Die Goldman-Regierung
Deutschland ist wirklich alle.
von Ulrich Gellermann.
Brav referieren deutsche Medien das Merkel-Märchen: „Deutschland, das sind wir alle“. Es ginge der neuen Regierung um den Zusammenhalt in der Gesellschaft, behaupten die angeleinten Chefredakteure von „Tagesschau“ bis zum „Allgäuer Käsblatt“. Halten wir nun den Islam für kerndeutsch oder nicht: Darüber darf ein wenig räsoniert werden. Einen kleinen Hinweis auf die Wirklichkeit liefert Jens Spahn, der neue Gesundheitsminister: Hartz IV bedeute nicht Armut, sagt er und servierte so einen Aufreger für die Öffentlichkeit und hatte seine Rolle als konservativer Rebell aus der dritten Reihe erfolgreich gespielt. Nebenfragen wurden zu Hauptfragen erklärt, und während die bekannteren Politikdarsteller auf der Berliner Bühne die bekannten Texte ablieferten, schlich die eigentliche Personalie als Fußnote am Pförtner vorbei: Jörg Kukies aus Rheinland Pfalz wird Staatssekretär im Finanzministerium.
Jörg wer? Der ehemalige Juso-Landeschef ist zudem angeblich ein ehemaliger Angestellter von Goldman Sachs, jener Krake, die sich mit und in der Finanzkrise im Herbst 2007 dumm und dämlich verdiente, während Millionen von Kleinsparern in den Abgrund blicken durften: Existenzvernichtung und Selbstmorde waren die bekannten Folgen. Von strafrechtlichen Folgen für die Verursacher hat man weniger gehört. Im Gegenteil: Nach seiner gewonnenen Wahl holte der heutige US-Präsident, Stephen Bannon und Gary Cohn, allesamt ehemalige Manager bei Goldman Sachs, in seinen Beraterstab. Obwohl der New Yorker Milliardär Donald Trump vorher in einem Wahl-Spot die Bank und ihren Vorstandsvorsitzenden Lloyd Blankfein beschuldigte, die amerikanische Arbeiterklasse zu berauben. Auch deshalb darf man die Ehemaligkeit des früheren Co-Chefs der US-Investmentbank in Deutschland und Österreich, Kukies, nicht so ernst nehmen. Denn bald steht der Verkauf der Commerzbank an: Da hat der deutsche Staat als Teilhaber und Schuldner was zu sagen. Goldman Sachs hat schon sein Interesse bekundet. Dieses Interesse lässt sich doch aus dem Finanzministerium heraus bestens steuern.

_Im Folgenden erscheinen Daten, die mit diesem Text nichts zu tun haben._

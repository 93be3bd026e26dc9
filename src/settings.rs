//! Persisted colour preference.
//!
//! One fixed-size record per device. A record is trusted only when its
//! size and schema version both match; anything else leaves the compiled-in
//! default in place. The store loads lazily, at most once per boot.

use bytemuck::{Pod, Zeroable};
use log::{error, info, warn};

use crate::app::ports::SettingsStorage;
use crate::color;
use crate::error::SettingsError;

/// Bump when [`SettingsRecord`]'s layout or meaning changes.
pub const SETTINGS_VERSION: u32 = 5;

/// File name of the record inside the storage mount.
pub const SETTINGS_FILE_NAME: &str = ".rgb_backlight.settings";

/// On-storage layout. Native endianness: the same device writes and reads it.
#[derive(Debug, Clone, Copy, PartialEq, Eq, Zeroable, Pod)]
#[repr(C)]
pub struct SettingsRecord {
    pub version: u32,
    pub selected_color_index: u8,
    pub reserved: [u8; 3],
}

/// Size of one encoded record in bytes.
pub const RECORD_SIZE: usize = core::mem::size_of::<SettingsRecord>();

/// The user's backlight selection.
#[derive(Debug, Clone, Copy, PartialEq, Eq)]
pub struct Preference {
    pub schema_version: u32,
    pub selected_color_index: u8,
}

impl Default for Preference {
    fn default() -> Self {
        Self {
            schema_version: SETTINGS_VERSION,
            selected_color_index: 0,
        }
    }
}

impl From<Preference> for SettingsRecord {
    fn from(p: Preference) -> Self {
        Self {
            version: p.schema_version,
            selected_color_index: p.selected_color_index,
            reserved: [0; 3],
        }
    }
}

impl From<SettingsRecord> for Preference {
    fn from(r: SettingsRecord) -> Self {
        Self {
            schema_version: r.version,
            selected_color_index: r.selected_color_index,
        }
    }
}

/// Encode a preference as one record.
pub fn encode(preference: Preference) -> [u8; RECORD_SIZE] {
    bytemuck::cast(SettingsRecord::from(preference))
}

/// Decode and validate one record.
///
/// `bytes` must be exactly one record carrying [`SETTINGS_VERSION`].
pub fn decode(bytes: &[u8]) -> Result<Preference, SettingsError> {
    if bytes.len() != RECORD_SIZE {
        return Err(SettingsError::SizeMismatch {
            expected: RECORD_SIZE,
            found: bytes.len(),
        });
    }
    let record: SettingsRecord = bytemuck::pod_read_unaligned(bytes);
    if record.version != SETTINGS_VERSION {
        return Err(SettingsError::VersionMismatch {
            expected: SETTINGS_VERSION,
            found: record.version,
        });
    }
    Ok(record.into())
}

/// Read and validate the stored record, without touching any cached state.
pub fn read_preference(storage: &impl SettingsStorage) -> Result<Preference, SettingsError> {
    // One spare byte so an oversized record is detected rather than truncated.
    let mut buf = [0u8; RECORD_SIZE + 1];
    let n = storage.read(&mut buf)?;
    decode(&buf[..n.min(buf.len())])
}

/// Overwrite the stored record.
pub fn write_preference(
    storage: &mut impl SettingsStorage,
    preference: Preference,
) -> Result<(), SettingsError> {
    storage.write(&encode(preference))?;
    Ok(())
}

// ───────────────────────────────────────────────────────────────
// PreferenceStore
// ───────────────────────────────────────────────────────────────

/// Lazily-loaded, in-memory copy of the persisted preference.
pub struct PreferenceStore<S: SettingsStorage> {
    storage: S,
    current: Preference,
    loaded: bool,
}

impl<S: SettingsStorage> PreferenceStore<S> {
    /// Starts from the compiled-in default; nothing is read until first use.
    pub fn new(storage: S) -> Self {
        Self {
            storage,
            current: Preference::default(),
            loaded: false,
        }
    }

    /// Whether a load has been attempted this boot.
    pub fn is_loaded(&self) -> bool {
        self.loaded
    }

    /// Current preference, loading it on first access.
    pub fn get(&mut self) -> Preference {
        if !self.loaded {
            self.reload();
        }
        self.current
    }

    /// Select a colour; out-of-range indices reset to 0. Returns the stored
    /// index.
    pub fn set_selected_color_index(&mut self, index: u8) -> u8 {
        if !self.loaded {
            self.reload();
        }
        let clamped = color::clamp_index(index);
        if clamped != index {
            warn!("Settings: colour index {} out of range, using 0", index);
        }
        self.current.selected_color_index = clamped;
        clamped
    }

    /// Load from storage, ignoring the load-once gate.
    ///
    /// On any failure the previous in-memory value is kept. Either way the
    /// store is marked loaded, so [`get`](Self::get) will not retry.
    pub fn reload(&mut self) -> Preference {
        info!("Settings: loading \"{}\"", SETTINGS_FILE_NAME);
        match read_preference(&self.storage) {
            Ok(mut loaded) => {
                let clamped = color::clamp_index(loaded.selected_color_index);
                if clamped != loaded.selected_color_index {
                    warn!(
                        "Settings: stored colour index {} out of range, using 0",
                        loaded.selected_color_index
                    );
                    loaded.selected_color_index = clamped;
                }
                info!("Settings: load success (colour={})", loaded.selected_color_index);
                self.current = loaded;
            }
            Err(e @ SettingsError::VersionMismatch { .. }) => {
                error!("Settings: {}, keeping defaults", e);
            }
            Err(e) => {
                error!("Settings: load failed, {}", e);
            }
        }
        self.loaded = true;
        self.current
    }

    /// Persist the current preference. In-memory state is unchanged on
    /// failure.
    pub fn save(&mut self) -> Result<(), SettingsError> {
        info!("Settings: saving \"{}\"", SETTINGS_FILE_NAME);
        match write_preference(&mut self.storage, self.current) {
            Ok(()) => {
                info!("Settings: save success");
                Ok(())
            }
            Err(e) => {
                error!("Settings: save failed, {}", e);
                Err(e)
            }
        }
    }

    pub fn storage(&self) -> &S {
        &self.storage
    }

    pub fn storage_mut(&mut self) -> &mut S {
        &mut self.storage
    }
}
//! Adapters — concrete implementations of the hexagonal port traits.
//!
//! | Adapter    | Implements        | Connects to                       |
//! |------------|-------------------|-----------------------------------|
//! | `hardware` | DataLine          | ESP32 GPIO / embedded-hal pin     |
//! |            | CycleCounter      | Xtensa CCOUNT / host clock        |
//! |            | AtomicSection     | critical-section (IRQs masked)    |
//! | `storage`  | SettingsStorage   | SPIFFS file / in-memory store     |
//! | `time`     | —                 | ESP32 system timer (button polls) |

pub mod hardware;
pub mod storage;
pub mod time;
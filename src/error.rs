//! Error types for the persistence and configuration paths.
//!
//! The transmission path has no error type at all: a timing violation is a
//! signal-integrity defect that cannot be observed from software. Everything
//! here is non-fatal; callers log it and fall back to defaults.

use core::fmt;

use crate::app::ports::StorageError;

// ---------------------------------------------------------------------------
// Settings record errors
// ---------------------------------------------------------------------------

/// Why a persisted preference could not be loaded or saved.
#[derive(Debug, Clone, Copy, PartialEq, Eq)]
pub enum SettingsError {
    /// The storage backend failed (missing file, I/O error, ...).
    Storage(StorageError),
    /// The record on storage is not exactly one record long.
    SizeMismatch { expected: usize, found: usize },
    /// The record was written by an incompatible schema.
    VersionMismatch { expected: u32, found: u32 },
}

impl fmt::Display for SettingsError {
    fn fmt(&self, f: &mut fmt::Formatter<'_>) -> fmt::Result {
        match self {
            Self::Storage(e) => write!(f, "storage: {e}"),
            Self::SizeMismatch { expected, found } => {
                write!(f, "record size mismatch ({found} != {expected} bytes)")
            }
            Self::VersionMismatch { expected, found } => {
                write!(f, "version({found} != {expected}) mismatch")
            }
        }
    }
}

impl std::error::Error for SettingsError {}

impl From<StorageError> for SettingsError {
    fn from(e: StorageError) -> Self {
        Self::Storage(e)
    }
}

// ---------------------------------------------------------------------------
// Configuration errors
// ---------------------------------------------------------------------------

/// Errors from parsing or validating a [`BacklightConfig`](crate::config::BacklightConfig).
#[derive(Debug)]
pub enum ConfigError {
    /// The JSON document could not be parsed.
    Parse(serde_json::Error),
    /// A field failed range validation.
    /// The `&'static str` describes which field and why.
    ValidationFailed(&'static str),
}

impl fmt::Display for ConfigError {
    fn fmt(&self, f: &mut fmt::Formatter<'_>) -> fmt::Result {
        match self {
            Self::Parse(e) => write!(f, "parse: {e}"),
            Self::ValidationFailed(msg) => write!(f, "validation failed: {msg}"),
        }
    }
}

impl std::error::Error for ConfigError {
    fn source(&self) -> Option<&(dyn std::error::Error + 'static)> {
        match self {
            Self::Parse(e) => Some(e),
            Self::ValidationFailed(_) => None,
        }
    }
}

impl From<serde_json::Error> for ConfigError {
    fn from(e: serde_json::Error) -> Self {
        Self::Parse(e)
    }
}
//! Integration test driver for `tests/integration/` submodule.
//!
//! Each `mod` below maps to a file that exercises a specific subsystem
//! against mock adapters.  All tests run on the host (x86_64) with no
//! real hardware required.

mod mock_hw;
mod service_tests;
//! Colour button: debounced, polled, with short and long press.
//!
//! ## Hardware
//!
//! Active-low momentary switch to ground, internal pull-up. The firmware
//! samples the pin every loop iteration and hands the level to
//! [`ColorButton::poll`]. There is no GPIO interrupt, so nothing can fire
//! while the LED frame is being bit-banged.
//!
//! ## Gestures
//!
//! | Gesture | Condition                              | Event        |
//! |---------|----------------------------------------|--------------|
//! | Short   | Held past debounce, released before 2s | `ShortPress` |
//! | Long    | Held for 2s (reported while held)      | `LongPress`  |

/// Minimum stable press before it counts.
pub const DEBOUNCE_MS: u32 = 50;
/// Hold time that turns a press into a long press.
pub const LONG_PRESS_MS: u32 = 2_000;

#[derive(Debug, Clone, Copy, PartialEq, Eq)]
pub enum ButtonEvent {
    /// Step to the next colour.
    ShortPress,
    /// Persist the current colour.
    LongPress,
}

#[derive(Debug, Clone, Copy, PartialEq, Eq)]
enum Phase {
    Released,
    Settling { down_at: u32 },
    Held { down_at: u32 },
    /// Long press reported; swallow the release.
    Spent,
}

/// Press classifier for the colour button.
#[derive(Debug)]
pub struct ColorButton {
    phase: Phase,
}

impl Default for ColorButton {
    fn default() -> Self {
        Self::new()
    }
}

impl ColorButton {
    pub const fn new() -> Self {
        Self {
            phase: Phase::Released,
        }
    }

    /// Feed one sample. `now_ms` is a wrapping millisecond clock, `down`
    /// the raw logical level (true while pressed).
    pub fn poll(&mut self, now_ms: u32, down: bool) -> Option<ButtonEvent> {
        let (next, event) = match (self.phase, down) {
            (Phase::Released, true) => (Phase::Settling { down_at: now_ms }, None),
            (Phase::Released, false) => (Phase::Released, None),

            // Released inside the debounce window: contact bounce.
            (Phase::Settling { .. }, false) => (Phase::Released, None),
            (Phase::Settling { down_at }, true) => {
                if now_ms.wrapping_sub(down_at) >= DEBOUNCE_MS {
                    (Phase::Held { down_at }, None)
                } else {
                    (Phase::Settling { down_at }, None)
                }
            }

            (Phase::Held { down_at }, _) if now_ms.wrapping_sub(down_at) >= LONG_PRESS_MS => {
                (Phase::Spent, Some(ButtonEvent::LongPress))
            }
            (Phase::Held { .. }, false) => (Phase::Released, Some(ButtonEvent::ShortPress)),
            (Phase::Held { down_at }, true) => (Phase::Held { down_at }, None),

            (Phase::Spent, false) => (Phase::Released, None),
            (Phase::Spent, true) => (Phase::Spent, None),
        };
        self.phase = next;
        event
    }
}
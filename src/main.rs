//! RGB Backlight Firmware — Main Entry Point
//!
//! ```text
//! ┌──────────────────────────────────────────────────────────┐
//! │                  Adapters (outer ring)                   │
//! │                                                          │
//! │  EspDataLine  CcountCounter  InterruptFree  FileStorage  │
//! │  (DataLine)   (CycleCounter) (AtomicSection) (Settings)  │
//! │                                                          │
//! │  ───────────────── Port Trait Boundary ───────────────   │
//! │                                                          │
//! │  ┌────────────────────────────────────────────────────┐  │
//! │  │ BacklightService ──▶ Ws2812Transmitter             │  │
//! │  │ colour · memo · frame    bit timing · IRQ blackout │  │
//! │  └────────────────────────────────────────────────────┘  │
//! │                                                          │
//! │  ColorButton (short = next colour, long = save)          │
//! └──────────────────────────────────────────────────────────┘
//! ```
#![deny(unused_must_use)]

use std::time::Duration;

use anyhow::Result;
use esp_idf_svc::sys::*;
use log::{info, warn};

use rgb_backlight::adapters::hardware::{CcountCounter, EspDataLine, InterruptFree};
use rgb_backlight::adapters::storage::FileStorage;
use rgb_backlight::adapters::time::UptimeClock;
use rgb_backlight::app::service::BacklightService;
use rgb_backlight::config::BacklightConfig;
use rgb_backlight::drivers::button::{ButtonEvent, ColorButton};
use rgb_backlight::drivers::ws2812::Ws2812Transmitter;

/// Optional JSON override of [`BacklightConfig`].
const CONFIG_PATH: &str = "/spiffs/backlight.json";
/// Button poll period.
const POLL_INTERVAL: Duration = Duration::from_millis(10);

// ── Main ──────────────────────────────────────────────────────

fn main() -> Result<()> {
    // ── 1. ESP-IDF bootstrap ──────────────────────────────────
    link_patches();
    esp_idf_logger::init()?;
    info!("RGB Backlight v{}", env!("CARGO_PKG_VERSION"));

    // ── 2. Storage + config ───────────────────────────────────
    if let Err(rc) = mount_storage() {
        // Keep running: the LEDs work, the selection just won't persist.
        warn!("SPIFFS mount failed (rc={}), running without persistence", rc);
    }
    let config = load_config();

    // ── 3. Peripherals ────────────────────────────────────────
    if let Err(rc) = init_button(config.button_gpio) {
        warn!("Button GPIO config failed (rc={}), colour fixed", rc);
    }
    let timing = config.timing_profile();
    info!(
        "WS2812B: GPIO{} @ {} Hz, cycles T0H={} T0L={} T1H={} T1L={}",
        config.data_gpio,
        config.cpu_clock_hz,
        timing.t0h,
        timing.t0l,
        timing.t1h,
        timing.t1l
    );
    let mut strip = Ws2812Transmitter::new(
        EspDataLine::new(config.data_gpio),
        CcountCounter,
        InterruptFree,
        timing,
    );

    // ── 4. Restore the saved colour ───────────────────────────
    let mut backlight = BacklightService::new(FileStorage::new(&config.settings_path));
    let selected = backlight.selected_color();
    info!(
        "Backlight: colour {} ({})",
        selected,
        backlight.color_name(selected).unwrap_or("?")
    );
    backlight.update(config.brightness, &mut strip);

    // ── 5. Event loop ─────────────────────────────────────────
    let clock = UptimeClock::new();
    let mut button = ColorButton::new();
    loop {
        // SAFETY: register read of a configured input pin.
        let pressed = unsafe { gpio_get_level(config.button_gpio) } == 0;

        match button.poll(clock.now_ms(), pressed) {
            Some(ButtonEvent::ShortPress) => {
                // Stepping past the last entry clamps back to the first.
                let current = backlight.selected_color();
                let next = backlight.set_selected_color(current.wrapping_add(1));
                info!(
                    "Backlight: colour {} ({})",
                    next,
                    backlight.color_name(next).unwrap_or("?")
                );
                backlight.update(config.brightness, &mut strip);
            }
            Some(ButtonEvent::LongPress) => {
                if backlight.save().is_err() {
                    warn!("Backlight: selection kept in RAM only");
                }
            }
            None => {}
        }

        std::thread::sleep(POLL_INTERVAL);
    }
}

/// Read [`CONFIG_PATH`] if present; defaults on any error.
fn load_config() -> BacklightConfig {
    match std::fs::read_to_string(CONFIG_PATH) {
        Ok(json) => match BacklightConfig::from_json(&json) {
            Ok(cfg) => {
                info!("Config loaded from {}", CONFIG_PATH);
                cfg
            }
            Err(e) => {
                warn!("Config {} rejected ({}), using defaults", CONFIG_PATH, e);
                BacklightConfig::default()
            }
        },
        Err(_) => {
            info!("No {}, using defaults", CONFIG_PATH);
            BacklightConfig::default()
        }
    }
}

/// Register the SPIFFS partition under `/spiffs`.
fn mount_storage() -> Result<(), esp_err_t> {
    let conf = esp_vfs_spiffs_conf_t {
        base_path: c"/spiffs".as_ptr(),
        partition_label: core::ptr::null(),
        max_files: 2,
        format_if_mount_failed: true,
    };
    // SAFETY: called once from main before any file access; `conf` and the
    // base path literal outlive the call.
    let ret = unsafe { esp_vfs_spiffs_register(&conf) };
    if ret != ESP_OK as esp_err_t {
        return Err(ret);
    }
    info!("SPIFFS mounted at /spiffs");
    Ok(())
}

/// Button input with pull-up, no interrupt (polled).
fn init_button(gpio: i32) -> Result<(), esp_err_t> {
    let cfg = gpio_config_t {
        pin_bit_mask: 1u64 << gpio,
        mode: gpio_mode_t_GPIO_MODE_INPUT,
        pull_up_en: gpio_pullup_t_GPIO_PULLUP_ENABLE,
        pull_down_en: gpio_pulldown_t_GPIO_PULLDOWN_DISABLE,
        intr_type: gpio_int_type_t_GPIO_INTR_DISABLE,
    };
    // SAFETY: single-threaded init path; the button pin is not shared.
    let ret = unsafe { gpio_config(&cfg) };
    if ret != ESP_OK as esp_err_t {
        return Err(ret);
    }
    Ok(())
}
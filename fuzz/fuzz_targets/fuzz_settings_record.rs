//! Fuzz target: persisted settings record
//!
//! Feeds arbitrary bytes to the record decoder and to a `PreferenceStore`
//! backed by the same bytes.
//!
//! Invariants checked:
//! - No panics under any byte sequence
//! - `decode` only accepts exactly one record carrying the current version
//! - The store always yields an index inside the colour table
//! - An accepted in-range record re-encodes to the same bytes
//!
//! cargo fuzz run fuzz_settings_record

#![no_main]

use libfuzzer_sys::fuzz_target;
use rgb_backlight::adapters::storage::MemoryStorage;
use rgb_backlight::color::COLORS;
use rgb_backlight::settings::{self, PreferenceStore, RECORD_SIZE, SETTINGS_VERSION};

fuzz_target!(|data: &[u8]| {
    let decoded = settings::decode(data);

    if let Ok(p) = decoded {
        assert_eq!(data.len(), RECORD_SIZE);
        assert_eq!(p.schema_version, SETTINGS_VERSION);
        // Reserved bytes are not round-tripped; compare the meaningful prefix.
        assert_eq!(settings::encode(p)[..5], data[..5]);
    }

    let mut storage = MemoryStorage::new();
    storage.write_raw(data);
    let mut store = PreferenceStore::new(storage);
    let loaded = store.get();
    assert!((loaded.selected_color_index as usize) < COLORS.len());

    match decoded {
        Ok(p) if (p.selected_color_index as usize) < COLORS.len() => {
            assert_eq!(loaded, p);
        }
        _ => assert_eq!(loaded.selected_color_index, 0),
    }
});
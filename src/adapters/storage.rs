//! Settings storage adapters.
//!
//! Implements [`SettingsStorage`] two ways:
//!
//! - [`FileStorage`] — one file on a mounted filesystem (SPIFFS under
//!   ESP-IDF's VFS on the device, any directory on the host).
//! - [`MemoryStorage`] — in-memory simulation backend for tests and
//!   host runs, with switchable write failures.

use std::fs;
use std::io::{self, Read};
use std::path::{Path, PathBuf};

use log::debug;

use crate::app::ports::{SettingsStorage, StorageError};

fn map_io_error(e: &io::Error) -> StorageError {
    match e.kind() {
        io::ErrorKind::NotFound => StorageError::NotFound,
        io::ErrorKind::StorageFull => StorageError::Full,
        _ => StorageError::IoError,
    }
}

// ───────────────────────────────────────────────────────────────
// FileStorage
// ───────────────────────────────────────────────────────────────

/// The settings record as a single file at a fixed path.
pub struct FileStorage {
    path: PathBuf,
}

impl FileStorage {
    pub fn new(path: impl Into<PathBuf>) -> Self {
        Self { path: path.into() }
    }

    pub fn path(&self) -> &Path {
        &self.path
    }
}

impl SettingsStorage for FileStorage {
    fn read(&self, buf: &mut [u8]) -> Result<usize, StorageError> {
        let mut file = fs::File::open(&self.path).map_err(|e| map_io_error(&e))?;
        let mut total = 0;
        while total < buf.len() {
            match file.read(&mut buf[total..]) {
                Ok(0) => break,
                Ok(n) => total += n,
                Err(e) if e.kind() == io::ErrorKind::Interrupted => {}
                Err(e) => return Err(map_io_error(&e)),
            }
        }
        debug!("FileStorage: read {} bytes from {}", total, self.path.display());
        Ok(total)
    }

    fn write(&mut self, data: &[u8]) -> Result<(), StorageError> {
        // Truncates any previous record.
        fs::write(&self.path, data).map_err(|e| map_io_error(&e))?;
        debug!("FileStorage: wrote {} bytes to {}", data.len(), self.path.display());
        Ok(())
    }
}

// ───────────────────────────────────────────────────────────────
// MemoryStorage
// ───────────────────────────────────────────────────────────────

/// In-memory simulation backend.
#[derive(Debug, Default)]
pub struct MemoryStorage {
    record: Option<Vec<u8>>,
    fail_writes: bool,
    writes: usize,
}

impl MemoryStorage {
    pub fn new() -> Self {
        Self::default()
    }

    /// Place raw bytes in storage, bypassing the record codec.
    pub fn write_raw(&mut self, data: &[u8]) {
        self.record = Some(data.to_vec());
    }

    /// Raw stored bytes, if any.
    pub fn raw(&self) -> Option<&[u8]> {
        self.record.as_deref()
    }

    /// Make subsequent [`SettingsStorage::write`] calls fail with
    /// [`StorageError::IoError`].
    pub fn fail_writes(&mut self, fail: bool) {
        self.fail_writes = fail;
    }

    /// Number of successful writes so far.
    pub fn write_count(&self) -> usize {
        self.writes
    }
}

impl SettingsStorage for MemoryStorage {
    fn read(&self, buf: &mut [u8]) -> Result<usize, StorageError> {
        let record = self.record.as_ref().ok_or(StorageError::NotFound)?;
        let n = record.len().min(buf.len());
        buf[..n].copy_from_slice(&record[..n]);
        Ok(n)
    }

    fn write(&mut self, data: &[u8]) -> Result<(), StorageError> {
        if self.fail_writes {
            return Err(StorageError::IoError);
        }
        self.record = Some(data.to_vec());
        self.writes += 1;
        Ok(())
    }
}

Die Commerzbank gehörte zu den Banken, die „gerettet“ werden mussten: Sie hatte sich im Dezember 2008 am Kauf der Dresdner Bank verschluckt und ist dem Staat noch rund zwei Milliarden Rettungs-Euro schuldig. Da muss sich doch ein Weg finden lassen, der die Rückzahlung vermeidet und den voraussichtlich neuen Eigentümer, Goldman Sachs, nicht mit lästigen Schulden belastet. In der Stellenbeschreibung von Jörg Kukies wird das künftige Aufgabenfeld mit den Stichworten „Finanzmärkte und Europapolitik“ beschrieben. Kein Wunder, dass die Deutschen den Wechsel von Kukies aus der Finanzbank auf die Regierungsbank mit immerhin 64,9 Prozent ablehnen. Trotz Merkels Märchenstunde und devoter deutscher Medien können erfreulich viele Normalbürger die gesellschaftliche Wirklichkeit noch erkennen. In der wortreichen Regierungserklärung der GroKo-Merkel gibt es fünf Punkte, die ihr besonders wichtig sind. Die Worte arm und reich kommen in ihnen nicht vor. Immerhin quält sie sich diesen Satz ab: Kinderarmut sei eine Schande, sagt sie lapidar. Zur Beseitigung der Schande sieht sie ein „Baukindergeld“ vor. Wer ausreichend Geld zum Bauen hat, soll demnächst einen Förderbetrag je Kind von höchstens 12.000 Euro bekommen. Wer die aktuellen Grundstückspreise kennt, kann den Deutschen nur ganz viele Kinder wünschen.
„Wir wollen als Bundesregierung die Spaltung überwinden und einen neuen Zusammenhalt schaffen“, behauptet die Bundeskanzlerin in ihrer Erklärung. Die Spaltung des Landes in Gewinner und Verlierer thematisiert die Frau nicht. Statt dessen bekommen die Gewinner noch einen beamteten Vertreter in der Regierung. So muss der Satz „Deutschland, das sind wir alle“ anders gelesen werden: Deutschland ist wirklich alle.